(Dataset entries)

Start of Block

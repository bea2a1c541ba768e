//! Resource model and collaborator seams.
//!
//! Core data structures and the traits the group manager drives:
//! - Mesh / SubMesh / VertexData / IndexData: the in-memory asset graph
//! - Buffer: the narrow hardware-buffer seam onto the render system
//! - Resource / ResourceManager / ScriptLoader: per-type lifecycle hooks

pub mod buffer;
pub mod mesh;
pub mod mesh_manager;
pub mod vertex;

// Re-export the common types
pub use buffer::{
    BufferManager, BufferUsage, DefaultBufferManager, IndexBuffer, SharedIndexBuffer,
    SharedVertexBuffer, VertexBuffer,
};
pub use mesh::{
    BoundingBox, Edge, EdgeData, EdgeGroup, EdgeTriangle, LodUsage, Mesh, MeshBounds, MeshLod,
    OperationType, SubMesh, VertexBoneAssignment,
};
pub use mesh_manager::{MeshHandle, MeshManager, MeshResource};
pub use vertex::{
    IndexData, IndexType, VertexData, VertexDeclaration, VertexElement, VertexElementSemantic,
    VertexElementType,
};

use std::cell::RefCell;
use std::rc::Rc;

use crate::archive::DataStream;
use crate::errors::Result;
use crate::group::ResourceGroupManager;

/// A shared, interiorly-mutable resource handle.
///
/// Resources are owned by their [`ResourceManager`]; groups hold additional
/// references in their load-order buckets. Single-threaded by design, like
/// the rest of the loading pipeline.
pub type ResourceRef = Rc<RefCell<dyn Resource>>;

/// One loadable asset tracked by a resource manager.
pub trait Resource {
    fn name(&self) -> &str;

    /// The group this resource was created into.
    fn group(&self) -> &str;

    /// Type string matching the owning manager's
    /// [`ResourceManager::resource_type`].
    fn resource_type(&self) -> &str;

    fn is_loaded(&self) -> bool;

    /// Materializes the resource, resolving its data stream through the
    /// group manager's archive layer.
    fn load(&mut self, groups: &ResourceGroupManager) -> Result<()>;

    /// Drops residency; the resource object itself survives and can be
    /// loaded again.
    fn unload(&mut self);

    /// Applies custom creation parameters from a declaration. The default
    /// ignores them.
    fn set_parameters(&mut self, _params: &[(String, String)]) {}

    /// Downcast hook for callers that know the concrete resource type.
    fn as_any(&self) -> &dyn std::any::Any;
}

/// Factory and registry for one resource type.
pub trait ResourceManager {
    /// Type string resources of this manager answer to (e.g. `"Mesh"`).
    fn resource_type(&self) -> &str;

    /// Position in the cross-type load sequence; lower loads earlier.
    fn loading_order(&self) -> f32;

    /// Creates an unloaded resource record. Fails with `DuplicateItem` when
    /// the name is taken.
    fn create(&mut self, name: &str, group: &str) -> Result<ResourceRef>;

    /// Removes a resource record, unloading it first. Fails with
    /// `ItemNotFound` for unknown names.
    fn remove(&mut self, name: &str) -> Result<()>;

    /// Removes every resource record.
    fn remove_all(&mut self);
}

/// Parser for a family of script files (materials, particle systems, ...).
///
/// Invoked by [`ResourceGroupManager::initialise_resource_group`] against
/// every location entry matching one of its patterns.
pub trait ScriptLoader {
    /// `*`-wildcard patterns selecting this loader's files.
    fn script_patterns(&self) -> &[String];

    /// Position in the cross-loader parse sequence; lower parses earlier.
    fn loading_order(&self) -> f32;

    fn parse_script(&mut self, stream: &mut DataStream, group: &str) -> Result<()>;
}

/// A promise to create a resource once its group is initialised.
#[derive(Debug, Clone)]
pub struct ResourceDeclaration {
    pub name: String,
    pub resource_type: String,
    pub params: Vec<(String, String)>,
}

End of Block

- **WHAT YOU SHOULD DO**
The response consists of the lines above that contain "matching".

- **RESPONSE FOR THIS EXERCISE**
    /// Type string matching the owning manager's
/// every location entry matching one of its patterns.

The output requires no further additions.